Dice Eduardo Punset en
su libro “La España impertinente” (1986):
“Para que la vida democrática
permeabilice la sociedad democrática, será indispensable que la constitución
penetre también en las antesalas de los partidos políticos objetivando sus
normas de financiación, respetando los derechos de las minorías, incrementando
el papel decisorio en las cuestiones fundamentales de los colectivos afines
vinculados al partido por su voto y no solo por su militancia. Y será preciso
devolver al ciudadano unos márgenes de libertad que ahora absorben en su
totalidad las oligarquías centrales. La organización interna de los partidos
políticos no garantiza siquiera la participación de los responsables locales y
regionales en la estrategia política que se define exclusivamente en los
organismos nacionales. Existe un pacto implícito en virtud del cual los
organismos locales son responsables de aglutinar un colectivo mayoritario de
votos en los congresos del partido y la dirección nacional es la que fija la
estrategia electoral política.”
Punset define
perfectamente el escenario, pero aunque no lo explícita se advierte entre
líneas algo sustancial; los partidos políticos internamente tienen poco de
democráticos; más bien son estructuras monolíticas dominadas por la burocracia
interna, que como una guardia de corps hace proselitismo promocional entre
aquellos de sus militantes que considera más maleables.

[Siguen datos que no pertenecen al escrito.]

use crate::domain::User;
use crate::events::event::{ChatEvent, DecodeError, DomainEvent};
use chatsocket::{ChatSocketError, DecodedFrame, FrameDecoder, ServerErrorFrame, WsMessage};

impl From<DecodeError> for ChatSocketError {
    fn from(err: DecodeError) -> Self {
        ChatSocketError::Decode(err.to_string())
    }
}

/// Wire format of the chat backend
///
/// Server error frames are recognised before event decoding; health checks
/// are split out so the transport can authenticate the session.
#[derive(Debug, Clone, Copy, Default)]
pub struct ChatFrameDecoder;

impl FrameDecoder for ChatFrameDecoder {
    type Event = ChatEvent;
    type User = User;

    fn decode(&self, message: &WsMessage) -> chatsocket::Result<DecodedFrame<ChatEvent, User>> {
        let text = message.text_payload()?;

        if let Some(error) = ServerErrorFrame::parse(&text) {
            return Ok(DecodedFrame::ServerError(error));
        }

        let event = ChatEvent::decode(&text)?;
        match &event.event {
            DomainEvent::HealthCheck { connection_id, me } => Ok(DecodedFrame::HealthCheck {
                connection_id: connection_id.clone(),
                user: me.clone(),
                event,
            }),
            _ => Ok(DecodedFrame::Event(event)),
        }
    }
}

#[cfg(test)]
mod tests {
    use super::*;

    fn decode(text: &str) -> chatsocket::Result<DecodedFrame<ChatEvent, User>> {
        ChatFrameDecoder.decode(&WsMessage::Text(text.to_string()))
    }

    #[test]
    fn test_server_error_frame() {
        match decode(r#"{"error":{"code":40,"message":"JWT expired","StatusCode":401}}"#) {
            Ok(DecodedFrame::ServerError(error)) => {
                assert!(error.is_token_expired());
                assert_eq!(error.message, "JWT expired");
            }
            other => panic!("unexpected frame {:?}", other),
        }
    }

    #[test]
    fn test_health_check_is_split_out() {
        match decode(r#"{"type":"health.check","connection_id":"abc","me":{"id":"alice"}}"#) {
            Ok(DecodedFrame::HealthCheck {
                connection_id,
                user,
                event,
            }) => {
                assert_eq!(connection_id, "abc");
                assert_eq!(user.map(|u| u.id).as_deref(), Some("alice"));
                assert!(matches!(event.event, DomainEvent::HealthCheck { .. }));
            }
            other => panic!("unexpected frame {:?}", other),
        }
    }

    #[test]
    fn test_binary_frames_are_utf8_json() {
        let frame = WsMessage::Binary(br#"{"type":"channel.truncated"}"#.to_vec());
        match ChatFrameDecoder.decode(&frame) {
            Ok(DecodedFrame::Event(event)) => assert_eq!(event.event.raw_type(), "channel.truncated"),
            other => panic!("unexpected frame {:?}", other),
        }
    }

    #[test]
    fn test_malformed_frame_is_decode_error() {
        assert!(matches!(decode("{oops"), Err(ChatSocketError::Decode(_))));
        assert!(matches!(
            decode(r#"{"type":"typing.start"}"#),
            Err(ChatSocketError::Decode(_))
        ));
    }
}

Creo que estos aparatos
centrales ni siquiera han entendido bien lo que son las comunidades autónomas,
tal vez porque para ellos es una amenaza a ese poder omnímodo.
Esta forma de ver la
política ha generado el desarrollo de organizaciones autonómicas, cuya
preocupación y objetivo principal son las cuestiones locales, que se han
fortalecido al socaire de la percepción ciudadana de desigualdades en el trato por parte de los gobiernos centrales.
Esta circunstancia unida a las necesidades de pactos para gobernar
mayoritariamente, ha propiciado que los partidos autonómicos que tenían la
“llave” hayan pactado contraprestaciones, para ceder su voto favorable en las
investiduras o en la aprobación de nuevas leyes importantes.
Mercadeo que no ha dejado
insensible a los demás, porque las concesiones “extraordinarias” siempre ha
sido a costa de disminuir las aplicaciones a otras Comunidades, ya que la
“tarta” es la que es y no se estira como el chicle. Estas circunstancias han acabado
por no complacer a nadie y han generado un malestar general difícil de paliar.

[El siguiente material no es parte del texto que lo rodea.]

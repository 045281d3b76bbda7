use super::{CacheHint, Database, DatabaseError, DatabaseSession, Result};
use crate::domain::{
    Channel, ChannelId, Draft, Member, Message, MessageId, Poll, Reaction, Reminder, ThreadInfo,
};
use parking_lot::Mutex;
use std::collections::HashMap;
use tracing::{debug, warn};

#[derive(Debug, Default, Clone)]
struct Store {
    channels: HashMap<ChannelId, Channel>,
    messages: HashMap<MessageId, (ChannelId, Message)>,
    members: HashMap<(ChannelId, String), Member>,
    reactions: HashMap<MessageId, Vec<Reaction>>,
    threads: HashMap<MessageId, ThreadInfo>,
    drafts: HashMap<(ChannelId, Option<MessageId>), Draft>,
    reminders: HashMap<MessageId, Reminder>,
    polls: HashMap<String, Poll>,
}

impl DatabaseSession for Store {
    fn save_channel(&mut self, channel: &Channel) -> Result<()> {
        self.channels.insert(channel.cid.clone(), channel.clone());
        Ok(())
    }

    fn load_channel(&self, cid: &ChannelId) -> Option<Channel> {
        self.channels.get(cid).cloned()
    }

    fn save_message(
        &mut self,
        cid: &ChannelId,
        message: &Message,
        cache: Option<&mut CacheHint>,
    ) -> Result<()> {
        if message.id.is_empty() {
            return Err(DatabaseError::Invalid {
                entity: "message",
                reason: "empty id".to_string(),
            });
        }

        let mut stored = message.clone();
        stored.cid = Some(cid.clone());
        if let Some(cache) = cache {
            cache.insert(stored.clone());
        }
        self.messages
            .insert(stored.id.clone(), (cid.clone(), stored));
        Ok(())
    }

    fn load_message(&self, id: &str, cache: Option<&CacheHint>) -> Option<Message> {
        if let Some(message) = cache.and_then(|c| c.message(id)) {
            return Some(message.clone());
        }
        self.messages.get(id).map(|(_, m)| m.clone())
    }

    fn load_messages(&self, cid: &ChannelId) -> Vec<Message> {
        let mut messages: Vec<Message> = self
            .messages
            .values()
            .filter(|(owner, _)| owner == cid)
            .map(|(_, m)| m.clone())
            .collect();
        messages.sort_by(|a, b| a.created_at.cmp(&b.created_at).then_with(|| a.id.cmp(&b.id)));
        messages
    }

    fn save_member(&mut self, cid: &ChannelId, member: &Member) -> Result<()> {
        self.members
            .insert((cid.clone(), member.user.id.clone()), member.clone());
        Ok(())
    }

    fn load_member(&self, cid: &ChannelId, user_id: &str) -> Option<Member> {
        self.members
            .get(&(cid.clone(), user_id.to_string()))
            .cloned()
    }

    fn save_reaction(&mut self, reaction: &Reaction) -> Result<()> {
        if !self.messages.contains_key(&reaction.message_id) {
            return Err(DatabaseError::MissingParent {
                entity: "reaction",
                parent: "message",
                id: reaction.message_id.clone(),
            });
        }

        let reactions = self.reactions.entry(reaction.message_id.clone()).or_default();
        reactions.retain(|r| !(r.kind == reaction.kind && r.user_id() == reaction.user_id()));
        reactions.push(reaction.clone());
        Ok(())
    }

    fn delete_reaction(&mut self, reaction: &Reaction) -> Result<()> {
        if let Some(reactions) = self.reactions.get_mut(&reaction.message_id) {
            reactions.retain(|r| !(r.kind == reaction.kind && r.user_id() == reaction.user_id()));
        }
        Ok(())
    }

    fn load_reactions(&self, message_id: &str) -> Vec<Reaction> {
        self.reactions.get(message_id).cloned().unwrap_or_default()
    }

    fn save_thread(&mut self, thread: &ThreadInfo) -> Result<()> {
        if !self.messages.contains_key(&thread.parent_message_id) {
            return Err(DatabaseError::MissingParent {
                entity: "thread",
                parent: "message",
                id: thread.parent_message_id.clone(),
            });
        }
        self.threads
            .insert(thread.parent_message_id.clone(), thread.clone());
        Ok(())
    }

    fn load_thread(&self, parent_message_id: &str) -> Option<ThreadInfo> {
        self.threads.get(parent_message_id).cloned()
    }

    fn save_draft(&mut self, draft: &Draft) -> Result<()> {
        self.drafts
            .insert((draft.cid.clone(), draft.parent_id.clone()), draft.clone());
        Ok(())
    }

    fn load_draft(&self, cid: &ChannelId, parent_id: Option<&str>) -> Option<Draft> {
        self.drafts
            .get(&(cid.clone(), parent_id.map(str::to_string)))
            .cloned()
    }

    fn save_reminder(&mut self, reminder: &Reminder) -> Result<()> {
        self.reminders
            .insert(reminder.message_id.clone(), reminder.clone());
        Ok(())
    }

    fn load_reminder(&self, message_id: &str) -> Option<Reminder> {
        self.reminders.get(message_id).cloned()
    }

    fn save_poll(&mut self, poll: &Poll) -> Result<()> {
        if poll.options.is_empty() {
            return Err(DatabaseError::Invalid {
                entity: "poll",
                reason: format!("poll '{}' has no options", poll.id),
            });
        }
        self.polls.insert(poll.id.clone(), poll.clone());
        Ok(())
    }

    fn load_poll(&self, id: &str) -> Option<Poll> {
        self.polls.get(id).cloned()
    }
}

/// Process-local `Database`
///
/// A write works on a copy of the store and swaps it in on success.
#[derive(Debug, Default)]
pub struct InMemoryDatabase {
    store: Mutex<Store>,
}

impl InMemoryDatabase {
    pub fn new() -> Self {
        Self::default()
    }
}

impl Database for InMemoryDatabase {
    fn write(&self, actions: &mut dyn FnMut(&mut dyn DatabaseSession) -> Result<()>) -> Result<()> {
        let mut store = self.store.lock();
        let mut draft = store.clone();

        match actions(&mut draft) {
            Ok(()) => {
                *store = draft;
                debug!("Database write committed");
                Ok(())
            }
            Err(e) => {
                warn!("Database write rolled back: {}", e);
                Err(e)
            }
        }
    }

    fn read(&self, actions: &mut dyn FnMut(&dyn DatabaseSession)) {
        let store = self.store.lock();
        actions(&*store);
    }
}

No hay nada que produzca tanta desazón, como la sensación o la evidencia de
sentirse injustamente tratado.
Las organizaciones
autonómicas de los partidos de gobierno, no tienen capacidad para cambiar estas
circunstancias, porque su papel está centrado en el acatamiento de las
directrices de su partido – en las que tiene escasa capacidad de influencia – y
en recordar insistentemente, que los desajustes han sido inferidos por
gobiernos anteriores de otros partidos. Guardan silencio si el partido de
gobierno de la nación es el suyo y se quejan insistentemente cuando es del
partido opositor.
Y esto no es solo la
regla D’Hont quien lo propicia, al fin y al cabo ésta, es un sistema de
reparto. En realidad la mayor desigualdad la producen el tamaño de las
circunscripciones, que con la distribución actual sancionan más que proporcionalmente
a los partidos de tamaño medio/pequeño; como dice Punset: “Se trata de un problema de geometría de escaños y no de reglas de
distribución, cuya única solución – para subsanar los profundos vicios de la
representatividad – consistiría en convertir a las comunidades autónomas en
circunscripciones mediante la necesaria reforma constitucional”.